Map dropbox as network drive windows 10

With a Linux server you can set it up as a ssh server and use sshfs or directly use ssh or sftp, from terminal or with a third party client. 1. level 2. Manawqt. Op · 1m. You can set up linux in a VM…

Smartphone

独家优惠奖金 100% 高达 1 BTC + 180 免费旋转




Titanic Dataset with Logistic Regression

RMS Titanic was an Olympic-class transatlantic cruise ship owned by White Star Line. Manufactured at the Harland and Wolff (Belfast, Ireland) shipyards. On the night of April 15, 1912, it hit an iceberg on its first voyage and sank into the icy waters of the North Atlantic in about two hours and forty minutes. When its construction was completed in 1912, it was the largest steam passenger ship in the world. Its sinking resulted in the deaths of 1,514 people and went down in history as one of the greatest maritime disasters.

The great loss of life caused by the sinking of the Titanic was attributed to many reasons, but the fact that stood out over time was that the ship did not carry enough lifeboats for everyone. Although the full capacity of the Titanic was 3,547 people, the total capacity of the lifeboats on board was 1,178 people. Also, the number of men who died in total was very inproportionate because they prioritized women and children during the accident.

PassengerId is a continuous/numeric variable but acts like an index.

Let’s Examine Categorical Variables

Let’s Review Continuous/Numerical Variables

In Dataset

let’s analyze.

Age

Observation units between 0 and 1 year old

Observation units with float data type in the 0–1 age range express the age of a newborn baby.

Number of days since birthday / 365

Fare

The condition that the minimum value of the ticket price is zero

As a result
If the price paid for the ticket is zero

It cannot be ruled out that there are passengers with the same ticket number and all passengers embark from the same port.
It can be commented that, with the possibility that a certain number of promotional tickets were distributed according to the ticket grade, the age of the passengers included in the ticket class number two is not known, creating a false identity and ignoring the ship security.

Let’s Examine the Target/Dependent/Output Variable

Target Variable by Category Variables

Hedef degisken → by Survived

The number of missing observations in the Age variable is approximately one-fifth of the dataset. The number of missing observations in the Cabine variable is approximately four-fifth of the dataset. The number of missing observations in the imbarked variable is approximately two-thousandths of the dataset.

if

Cabin

Because Cabin, which is a categorical and Cardinal variable, has a large number of unique classes and the ratio of missing observation units to total observation units is high, it is a logical decision to remove/delete/drop Cabin Variable from the data set.
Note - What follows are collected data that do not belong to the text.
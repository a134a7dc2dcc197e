use std::sync::atomic::{AtomicBool, Ordering};
use std::sync::Arc;

use anyhow::{anyhow, Error, Result};
use lapin::{
    options::{
        BasicAckOptions, BasicConsumeOptions, BasicPublishOptions, BasicQosOptions,
        BasicRejectOptions, ConfirmSelectOptions, ExchangeDeclareOptions, QueueBindOptions,
        QueueDeclareOptions,
    },
    publisher_confirm::Confirmation,
    types::{AMQPValue, FieldTable},
    BasicProperties, Channel as AmqpChannel, Connection, ConnectionProperties, Consumer,
    ExchangeKind,
};
use tokio::sync::RwLock;
use tokio::time::{sleep, timeout, Duration};
use tracing::{info, warn};

use crate::config::Config;
use crate::models::message::{Channel, QueueMessage};
use crate::models::retry::RetryConfig;
use crate::utils::retry_with_backoff;

pub const NOTIFICATIONS_EXCHANGE: &str = "notifications.exchange";
pub const DEAD_LETTER_EXCHANGE: &str = "notifications.dlx";
pub const DEAD_LETTER_QUEUE: &str = "notifications.dlq";
pub const DEAD_LETTER_ROUTING_KEY: &str = "dead";

const RECONNECT_INITIAL_DELAY: Duration = Duration::from_secs(1);
const RECONNECT_MAX_DELAY: Duration = Duration::from_secs(30);
const CONNECTION_POLL_INTERVAL: Duration = Duration::from_secs(5);
const PUBLISH_TIMEOUT: Duration = Duration::from_secs(10);

struct BrokerLink {
    connection: Connection,
    channel: AmqpChannel,
}

/// Broker client shared by the ingress publisher and the worker consumers.
///
/// Startup retries the first connection up to ten times; afterwards a
/// monitor task re-establishes the link indefinitely with exponential
/// backoff whenever the connection drops.
pub struct RabbitMqClient {
    link: Arc<RwLock<Option<BrokerLink>>>,
    broker_url: String,
    prefetch_count: u16,
    closed: AtomicBool,
}

impl RabbitMqClient {
    pub async fn connect(config: &Config) -> Result<Arc<Self>, Error> {
        info!("Connecting to broker");

        let client = Arc::new(Self {
            link: Arc::new(RwLock::new(None)),
            broker_url: config.broker_url.clone(),
            prefetch_count: config.prefetch_count,
            closed: AtomicBool::new(false),
        });

        let link = retry_with_backoff(&RetryConfig::startup(), || {
            Self::establish(&client.broker_url, client.prefetch_count)
        })
        .await
        .map_err(|e| anyhow!("Failed to connect to broker: {e}"))?;

        *client.link.write().await = Some(link);
        info!("Broker connection established");

        Arc::clone(&client).spawn_reconnect_monitor();

        Ok(client)
    }

    async fn establish(broker_url: &str, prefetch_count: u16) -> Result<BrokerLink, Error> {
        let connection = Connection::connect(broker_url, ConnectionProperties::default())
            .await
            .map_err(|e| anyhow!("Broker connection failed: {e}"))?;

        let channel = connection
            .create_channel()
            .await
            .map_err(|e| anyhow!("Broker channel creation failed: {e}"))?;

        channel
            .confirm_select(ConfirmSelectOptions::default())
            .await
            .map_err(|e| anyhow!("Failed to enable publisher confirms: {e}"))?;

        channel
            .basic_qos(prefetch_count, BasicQosOptions::default())
            .await
            .map_err(|e| anyhow!("Failed to set prefetch count: {e}"))?;

        Self::assert_topology(&channel).await?;

        Ok(BrokerLink {
            connection,
            channel,
        })
    }

    /// Declare the full queue fabric. Declarations are idempotent, so every
    /// connect re-asserts the same objects on both ingress and worker.
    async fn assert_topology(channel: &AmqpChannel) -> Result<(), Error> {
        let durable_exchange = ExchangeDeclareOptions {
            durable: true,
            ..Default::default()
        };
        let durable_queue = QueueDeclareOptions {
            durable: true,
            ..Default::default()
        };

        channel
            .exchange_declare(
                DEAD_LETTER_EXCHANGE,
                ExchangeKind::Direct,
                durable_exchange,
                FieldTable::default(),
            )
            .await
            .map_err(|e| anyhow!("Failed to declare dead letter exchange: {e}"))?;

        channel
            .queue_declare(DEAD_LETTER_QUEUE, durable_queue, FieldTable::default())
            .await
            .map_err(|e| anyhow!("Failed to declare dead letter queue: {e}"))?;

        channel
            .queue_bind(
                DEAD_LETTER_QUEUE,
                DEAD_LETTER_EXCHANGE,
                DEAD_LETTER_ROUTING_KEY,
                QueueBindOptions::default(),
                FieldTable::default(),
            )
            .await
            .map_err(|e| anyhow!("Failed to bind dead letter queue: {e}"))?;

        channel
            .exchange_declare(
                NOTIFICATIONS_EXCHANGE,
                ExchangeKind::Direct,
                durable_exchange,
                FieldTable::default(),
            )
            .await
            .map_err(|e| anyhow!("Failed to declare notifications exchange: {e}"))?;

        let mut dead_letter_args = FieldTable::default();
        dead_letter_args.insert(
            "x-dead-letter-exchange".into(),
            AMQPValue::LongString(DEAD_LETTER_EXCHANGE.into()),
        );
        dead_letter_args.insert(
            "x-dead-letter-routing-key".into(),
            AMQPValue::LongString(DEAD_LETTER_ROUTING_KEY.into()),
        );

        for kind in Channel::ALL {
            channel
                .queue_declare(kind.queue_name(), durable_queue, dead_letter_args.clone())
                .await
                .map_err(|e| anyhow!("Failed to declare queue {}: {e}", kind.queue_name()))?;

            channel
                .queue_bind(
                    kind.queue_name(),
                    NOTIFICATIONS_EXCHANGE,
                    kind.routing_key(),
                    QueueBindOptions::default(),
                    FieldTable::default(),
                )
                .await
                .map_err(|e| anyhow!("Failed to bind queue {}: {e}", kind.queue_name()))?;

            info!(queue = kind.queue_name(), "Queue declared");
        }

        Ok(())
    }

    fn spawn_reconnect_monitor(self: Arc<Self>) {
        let client = self;

        tokio::spawn(async move {
            loop {
                sleep(CONNECTION_POLL_INTERVAL).await;

                if client.is_closed() {
                    return;
                }
                if client.is_connected().await {
                    continue;
                }

                warn!("Broker connection lost, reconnecting");

                let mut delay = RECONNECT_INITIAL_DELAY;
                loop {
                    if client.is_closed() {
                        return;
                    }

                    match Self::establish(&client.broker_url, client.prefetch_count).await {
                        Ok(link) => {
                            *client.link.write().await = Some(link);
                            info!("Broker connection re-established");
                            break;
                        }
                        Err(e) => {
                            warn!(
                                error = %e,
                                retry_in_ms = delay.as_millis() as u64,
                                "Broker reconnect failed, backing off"
                            );
                            sleep(delay).await;
                            delay = (delay * 2).min(RECONNECT_MAX_DELAY);
                        }
                    }
                }
            }
        });
    }

    pub async fn is_connected(&self) -> bool {
        match self.link.read().await.as_ref() {
            Some(link) => {
                link.connection.status().connected() && link.channel.status().connected()
            }
            None => false,
        }
    }

    pub fn is_closed(&self) -> bool {
        self.closed.load(Ordering::SeqCst)
    }

    /// Publish a message to its channel queue: persistent delivery,
    /// JSON content type, the message id as `message-id`, and
    /// `x-retry-count` / `x-idempotency-key` header mirrors.
    ///
    /// Returns whether the broker confirmed acceptance.
    pub async fn publish(&self, message: &QueueMessage) -> Result<bool, Error> {
        let guard = self.link.read().await;
        let link = guard
            .as_ref()
            .ok_or_else(|| anyhow!("Broker channel is not available"))?;

        let payload = serde_json::to_vec(message)?;

        let mut headers = FieldTable::default();
        headers.insert("x-retry-count".into(), AMQPValue::LongUInt(message.retry_count));
        headers.insert(
            "x-idempotency-key".into(),
            AMQPValue::LongString(message.idempotency_key.as_str().into()),
        );

        let properties = BasicProperties::default()
            .with_delivery_mode(2)
            .with_content_type("application/json".into())
            .with_message_id(message.id.to_string().into())
            .with_headers(headers);

        let publish = async {
            link.channel
                .basic_publish(
                    NOTIFICATIONS_EXCHANGE,
                    message.channel.routing_key(),
                    BasicPublishOptions::default(),
                    &payload,
                    properties,
                )
                .await
                .map_err(|e| anyhow!("Failed to publish message: {e}"))?
                .await
                .map_err(|e| anyhow!("Broker did not confirm publish: {e}"))
        };

        let confirmation = timeout(PUBLISH_TIMEOUT, publish)
            .await
            .map_err(|_| anyhow!("Publish timed out"))??;

        Ok(!matches!(confirmation, Confirmation::Nack(_)))
    }

    pub async fn create_consumer(&self, channel: Channel) -> Result<Consumer, Error> {
        let guard = self.link.read().await;
        let link = guard
            .as_ref()
            .ok_or_else(|| anyhow!("Broker channel is not available"))?;

        let consumer = link
            .channel
            .basic_consume(
                channel.queue_name(),
                &format!("{}-worker", channel.routing_key()),
                BasicConsumeOptions::default(),
                FieldTable::default(),
            )
            .await
            .map_err(|e| anyhow!("Failed to create consumer: {e}"))?;

        Ok(consumer)
    }

    pub async fn acknowledge(&self, delivery_tag: u64) -> Result<(), Error> {
        let guard = self.link.read().await;
        let link = guard
            .as_ref()
            .ok_or_else(|| anyhow!("Broker channel is not available"))?;

        link.channel
            .basic_ack(delivery_tag, BasicAckOptions::default())
            .await
            .map_err(|e| anyhow!("Failed to acknowledge message: {e}"))?;

        Ok(())
    }

    pub async fn reject(&self, delivery_tag: u64, requeue: bool) -> Result<(), Error> {
        let guard = self.link.read().await;
        let link = guard
            .as_ref()
            .ok_or_else(|| anyhow!("Broker channel is not available"))?;

        link.channel
            .basic_reject(delivery_tag, BasicRejectOptions { requeue })
            .await
            .map_err(|e| anyhow!("Failed to reject message: {e}"))?;

        Ok(())
    }

    /// Close the channel and connection so unacked deliveries requeue for
    /// another worker.
    pub async fn close(&self) {
        self.closed.store(true, Ordering::SeqCst);

        if let Some(link) = self.link.write().await.take() {
            let _ = link.channel.close(200, "shutdown").await;
            let _ = link.connection.close(200, "shutdown").await;
        }
    }
}
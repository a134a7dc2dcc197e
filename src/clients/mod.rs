pub mod rate_limiter;
pub mod rbmq;
pub mod redis;
use chrono::{SecondsFormat, Utc};
use serde::Serialize;

#[derive(Debug, Clone, Copy, PartialEq, Eq, Serialize)]
#[serde(rename_all = "lowercase")]
pub enum ConnectionStatus {
    Connected,
    Disconnected,
}

#[derive(Debug, Clone, Serialize)]
pub struct ServiceStatuses {
    pub broker: ConnectionStatus,
}

#[derive(Debug, Clone, Serialize)]
pub struct HealthResponse {
    pub status: &'static str,
    pub timestamp: String,
    pub services: ServiceStatuses,
}

impl HealthResponse {
    pub fn current(broker_connected: bool) -> Self {
        let (status, broker) = if broker_connected {
            ("ok", ConnectionStatus::Connected)
        } else {
            ("degraded", ConnectionStatus::Disconnected)
        };

        Self {
            status,
            timestamp: Utc::now().to_rfc3339_opts(SecondsFormat::Millis, true),
            services: ServiceStatuses { broker },
        }
    }
}

#[derive(Debug, Clone, Copy, Serialize)]
pub struct ReadyResponse {
    pub ready: bool,
}
use serde::{Deserialize, Serialize};
use uuid::Uuid;

use crate::models::status::NotificationStatus;
use crate::models::validation::FieldIssue;

#[derive(Debug, Clone, Serialize)]
pub struct ApiResponse<T> {
    pub success: bool,

    #[serde(skip_serializing_if = "Option::is_none")]
    pub data: Option<T>,

    #[serde(skip_serializing_if = "Option::is_none")]
    pub error: Option<String>,

    pub message: String,

    #[serde(skip_serializing_if = "Option::is_none")]
    pub details: Option<Vec<FieldIssue>>,
}

impl<T> ApiResponse<T> {
    pub fn success(data: T, message: String) -> Self {
        Self {
            success: true,
            data: Some(data),
            error: None,
            message,
            details: None,
        }
    }

    pub fn error(error: String, message: String) -> Self {
        Self {
            success: false,
            data: None,
            error: Some(error),
            message,
            details: None,
        }
    }

    pub fn validation(issues: Vec<FieldIssue>) -> Self {
        Self {
            success: false,
            data: None,
            error: Some("validation_failed".to_string()),
            message: "Request validation failed".to_string(),
            details: Some(issues),
        }
    }
}

/// The response cached under the idempotency key and returned to clients.
#[derive(Debug, Clone, Serialize, Deserialize)]
#[serde(rename_all = "camelCase")]
pub struct NotificationResponse {
    pub id: Uuid,
    pub status: NotificationStatus,
    pub message: String,
}
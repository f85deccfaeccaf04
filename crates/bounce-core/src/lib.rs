//! # Bounce Core Library
//!
//! Core engine for Bounce, a focus aid that blocks distracting domains for
//! the length of a declared focus session and lets the user talk their way
//! into short, time-boxed exceptions.
//!
//! ## Architecture
//!
//! - **Rules**: declarative block/allow descriptors handed to an external
//!   rule-matching engine through a batch-update seam
//! - **Storage**: one JSON root record, fetched whole and written back as a
//!   merged partial update; TOML configuration alongside it
//! - **Alarms**: named one-shot timers that drive override expiry
//! - **Reconciliation**: re-derives live rules from persisted intent after
//!   install or restart
//!
//! ## Key Components
//!
//! - [`FocusSessionManager`]: session lifecycle and block rules
//! - [`TemporaryAccessManager`]: time-boxed per-domain overrides
//! - [`ReconciliationController`]: install/startup recovery passes
//! - [`BounceService`]: the message-protocol facade over all three

pub mod access;
pub mod alarms;
pub mod decision;
pub mod domain;
pub mod error;
pub mod messages;
pub mod reconcile;
pub mod rules;
pub mod service;
pub mod session;
pub mod storage;

pub use access::{TemporaryAccessManager, TEMP_ALLOW_ALARM_PREFIX};
pub use alarms::{AlarmScheduler, ManualAlarmScheduler, TokioAlarmScheduler};
pub use decision::{DecisionClient, DecisionRequest, DecisionVerdict};
pub use domain::{normalize_domain, stable_hash};
pub use error::{CoreError, DecisionError, Result, RuleEngineError, StorageError};
pub use messages::{Message, Response};
pub use reconcile::{ReconcilePass, ReconcileReport, ReconciliationController};
pub use rules::{MemoryRuleEngine, Rule, RuleEngine};
pub use service::{run_service, service_channel, BounceService, ServiceHandle};
pub use session::FocusSessionManager;
pub use storage::{
    Config, FocusSession, JsonFileStore, MemoryStore, PersistentState, StateStore, Task,
    TaskStatus,
};
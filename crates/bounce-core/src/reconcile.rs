//! Startup and install reconciliation.
//!
//! Rule state must match persisted intent after every process boundary:
//! fresh install, browser restart, unclean shutdown. Temporary allows are
//! never restored across a restart -- their timers did not survive, and a
//! silently-expired timer would leave an allow rule nothing can revoke. The
//! pass is idempotent: running it twice yields the same live rule set.

use std::sync::Arc;

use serde::Serialize;
use tracing::info;

use crate::alarms::AlarmScheduler;
use crate::error::Result;
use crate::rules::{block_rules_for, is_allow_rule_id, is_block_rule_id, Rule, RuleEngine};
use crate::storage::{StatePatch, StateStore, TemporaryAllows};

/// Which lifecycle event triggered the pass.
#[derive(Debug, Clone, Copy, PartialEq, Eq, Serialize)]
#[serde(rename_all = "snake_case")]
pub enum ReconcilePass {
    /// Fresh install of the extension/host.
    Install,
    /// Browser or process startup.
    Startup,
}

/// Summary of one reconciliation pass.
#[derive(Debug, Clone, Serialize)]
pub struct ReconcileReport {
    pub pass: ReconcilePass,
    /// Rules removed from the allow-rule id range, recorded or orphaned.
    pub cleared_allow_rules: usize,
    /// Temporary-allow records dropped from the store.
    pub cleared_allow_records: usize,
    /// Block rules derived from the persisted session.
    pub block_rules: usize,
    /// Whether the block range was rewritten (false when already correct).
    pub reasserted: bool,
}

/// Re-derives live rule state from persisted intent.
pub struct ReconciliationController {
    store: Arc<dyn StateStore>,
    engine: Arc<dyn RuleEngine>,
    alarms: Arc<dyn AlarmScheduler>,
    interstitial_url: String,
}

impl ReconciliationController {
    pub fn new(
        store: Arc<dyn StateStore>,
        engine: Arc<dyn RuleEngine>,
        alarms: Arc<dyn AlarmScheduler>,
        interstitial_url: impl Into<String>,
    ) -> Self {
        Self {
            store,
            engine,
            alarms,
            interstitial_url: interstitial_url.into(),
        }
    }

    /// Fresh-install pass: clear timers, allow records, and the allow-rule
    /// range, then install block rules from the persisted session.
    pub fn on_install(&self) -> Result<ReconcileReport> {
        self.run(ReconcilePass::Install)
    }

    /// Startup pass: same allow-clearing sweep; block rules are rewritten
    /// only if the live range differs from the derived set.
    pub fn on_startup(&self) -> Result<ReconcileReport> {
        self.run(ReconcilePass::Startup)
    }

    fn run(&self, pass: ReconcilePass) -> Result<ReconcileReport> {
        // Timers first, so no expiry fires into the middle of the pass.
        self.alarms.clear_all();

        let state = self.store.read()?;
        let cleared_allow_records = state.temporary_allows.len();

        let live = self.engine.list_rules()?;
        let allow_ids: Vec<i32> = live
            .iter()
            .map(|r| r.id)
            .filter(|id| is_allow_rule_id(*id))
            .collect();
        let cleared_allow_rules = allow_ids.len();
        self.engine.update_rules(&allow_ids, vec![])?;
        if cleared_allow_records > 0 {
            self.store
                .merge(StatePatch::temporary_allows(TemporaryAllows::new()))?;
        }

        let derived = block_rules_for(&state.focus_session, &self.interstitial_url);
        let mut live_blocks: Vec<Rule> = live
            .into_iter()
            .filter(|r| is_block_rule_id(r.id))
            .collect();
        live_blocks.sort_by_key(|r| r.id);

        let reasserted = match pass {
            ReconcilePass::Install => true,
            ReconcilePass::Startup => live_blocks != derived,
        };
        if reasserted {
            let remove: Vec<i32> = live_blocks.iter().map(|r| r.id).collect();
            self.engine.update_rules(&remove, derived.clone())?;
        }

        let report = ReconcileReport {
            pass,
            cleared_allow_rules,
            cleared_allow_records,
            block_rules: derived.len(),
            reasserted,
        };
        info!(
            ?pass,
            cleared_allow_rules,
            cleared_allow_records,
            block_rules = report.block_rules,
            reasserted,
            "reconciliation pass complete"
        );
        Ok(report)
    }
}

#[cfg(test)]
mod tests {
    use super::*;
    use crate::alarms::ManualAlarmScheduler;
    use crate::rules::{allow_rule, allow_rule_id, block_rule, MemoryRuleEngine, BLOCK_RULE_BASE};
    use crate::storage::{FocusSession, MemoryStore, PersistentState};

    const INTERSTITIAL: &str = "bounce://bouncer.html";

    struct Fixture {
        store: Arc<MemoryStore>,
        engine: Arc<MemoryRuleEngine>,
        alarms: Arc<ManualAlarmScheduler>,
        reconcile: ReconciliationController,
    }

    fn fixture(state: PersistentState) -> Fixture {
        let store = Arc::new(MemoryStore::with_state(state));
        let engine = Arc::new(MemoryRuleEngine::new());
        let alarms = Arc::new(ManualAlarmScheduler::new());
        let reconcile = ReconciliationController::new(
            Arc::clone(&store) as Arc<dyn StateStore>,
            Arc::clone(&engine) as Arc<dyn RuleEngine>,
            Arc::clone(&alarms) as Arc<dyn AlarmScheduler>,
            INTERSTITIAL,
        );
        Fixture {
            store,
            engine,
            alarms,
            reconcile,
        }
    }

    fn active_state(domains: &[&str]) -> PersistentState {
        PersistentState {
            focus_session: FocusSession {
                active: true,
                selected_tasks: Vec::new(),
                blacklist_domains: domains.iter().map(|d| d.to_string()).collect(),
                started_at: None,
            },
            ..PersistentState::default()
        }
    }

    #[test]
    fn install_reasserts_block_rules_from_persisted_session() {
        let f = fixture(active_state(&["youtube.com", "tiktok.com"]));
        let report = f.reconcile.on_install().unwrap();

        assert!(report.reasserted);
        assert_eq!(report.block_rules, 2);
        let ids: Vec<i32> = f.engine.list_rules().unwrap().iter().map(|r| r.id).collect();
        assert_eq!(ids, vec![BLOCK_RULE_BASE, BLOCK_RULE_BASE + 1]);
    }

    #[test]
    fn install_clears_stale_allows_and_timers() {
        let mut state = active_state(&["youtube.com"]);
        state
            .temporary_allows
            .insert("tiktok.com".into(), 1_000);
        let f = fixture(state);
        f.alarms.create("temp-allow-tiktok.com", 1_000);
        f.engine
            .update_rules(
                &[],
                vec![allow_rule(allow_rule_id("tiktok.com"), "tiktok.com")],
            )
            .unwrap();

        let report = f.reconcile.on_install().unwrap();

        assert_eq!(report.cleared_allow_records, 1);
        assert_eq!(report.cleared_allow_rules, 1);
        assert!(f.alarms.is_empty());
        assert!(f.store.read().unwrap().temporary_allows.is_empty());
        let rules = f.engine.list_rules().unwrap();
        assert_eq!(rules.len(), 1);
        assert_eq!(rules[0].id, BLOCK_RULE_BASE);
    }

    #[test]
    fn orphaned_allow_rules_without_records_are_cleared() {
        // An unclean shutdown can leave a rule with no record behind it.
        let f = fixture(PersistentState::default());
        f.engine
            .update_rules(&[], vec![allow_rule(20_123, "ghost.com")])
            .unwrap();

        let report = f.reconcile.on_startup().unwrap();
        assert_eq!(report.cleared_allow_rules, 1);
        assert_eq!(report.cleared_allow_records, 0);
        assert!(f.engine.is_empty());
    }

    #[test]
    fn startup_skips_reassert_when_blocks_already_match() {
        let f = fixture(active_state(&["youtube.com"]));
        f.engine
            .update_rules(
                &[],
                vec![block_rule(BLOCK_RULE_BASE, "youtube.com", INTERSTITIAL)],
            )
            .unwrap();

        let report = f.reconcile.on_startup().unwrap();
        assert!(!report.reasserted);
        assert_eq!(f.engine.len(), 1);
    }

    #[test]
    fn startup_reasserts_when_blocks_diverged() {
        let f = fixture(active_state(&["youtube.com"]));
        // Live rules claim a different domain set than the persisted intent.
        f.engine
            .update_rules(
                &[],
                vec![
                    block_rule(BLOCK_RULE_BASE, "tiktok.com", INTERSTITIAL),
                    block_rule(BLOCK_RULE_BASE + 1, "x.com", INTERSTITIAL),
                ],
            )
            .unwrap();

        let report = f.reconcile.on_startup().unwrap();
        assert!(report.reasserted);

        let rules = f.engine.list_rules().unwrap();
        assert_eq!(rules.len(), 1);
        assert!(rules[0]
            .condition
            .regex_filter
            .as_deref()
            .unwrap()
            .contains(r"youtube\.com"));
    }

    #[test]
    fn inactive_session_reconciles_to_zero_rules() {
        let f = fixture(PersistentState::default());
        f.engine
            .update_rules(
                &[],
                vec![block_rule(BLOCK_RULE_BASE, "stale.com", INTERSTITIAL)],
            )
            .unwrap();

        let report = f.reconcile.on_install().unwrap();
        assert_eq!(report.block_rules, 0);
        assert!(f.engine.is_empty());
    }

    #[test]
    fn reconciliation_is_idempotent() {
        let f = fixture(active_state(&["youtube.com", "tiktok.com"]));
        f.reconcile.on_install().unwrap();
        let after_first = f.engine.list_rules().unwrap();

        let report = f.reconcile.on_startup().unwrap();
        assert!(!report.reasserted);
        assert_eq!(f.engine.list_rules().unwrap(), after_first);

        f.reconcile.on_install().unwrap();
        assert_eq!(f.engine.list_rules().unwrap(), after_first);
    }
}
If a significant variable is obtained for the target variable after the Cabin variable is converted to a bool categorical variable, it should be deleted after the Feature Engineering phase is completed.

When the Cabin variable is converted to a binary variable, it becomes meaningful for the target variable, so it should be deleted after it is converted to a new variable in the Feature Engineering stage.

Age

It would be correct to fill the observation units of the variable Age, which is a continuous variable, with a statistical metric.

Standard deviation is 14 and Age is a high ratio since it has values between 0 and 80. Therefore, filling with median should be preferred instead of filling with mean.

Embarked

The ratio of missing observation units to the total observation units is two per thousand.

Outlier Observation Units

Name

The names of the passengers can give us information about their ethnic origin and financial situation.

Adjective

Labels that individuals have can also be an important factor in terms of survival.

Cabin

Ticket

There are many passengers with the same ticket tag. Tickets are cut after a single transaction and their tags are unique, so a ticket represents a group and is charged according to the number of people.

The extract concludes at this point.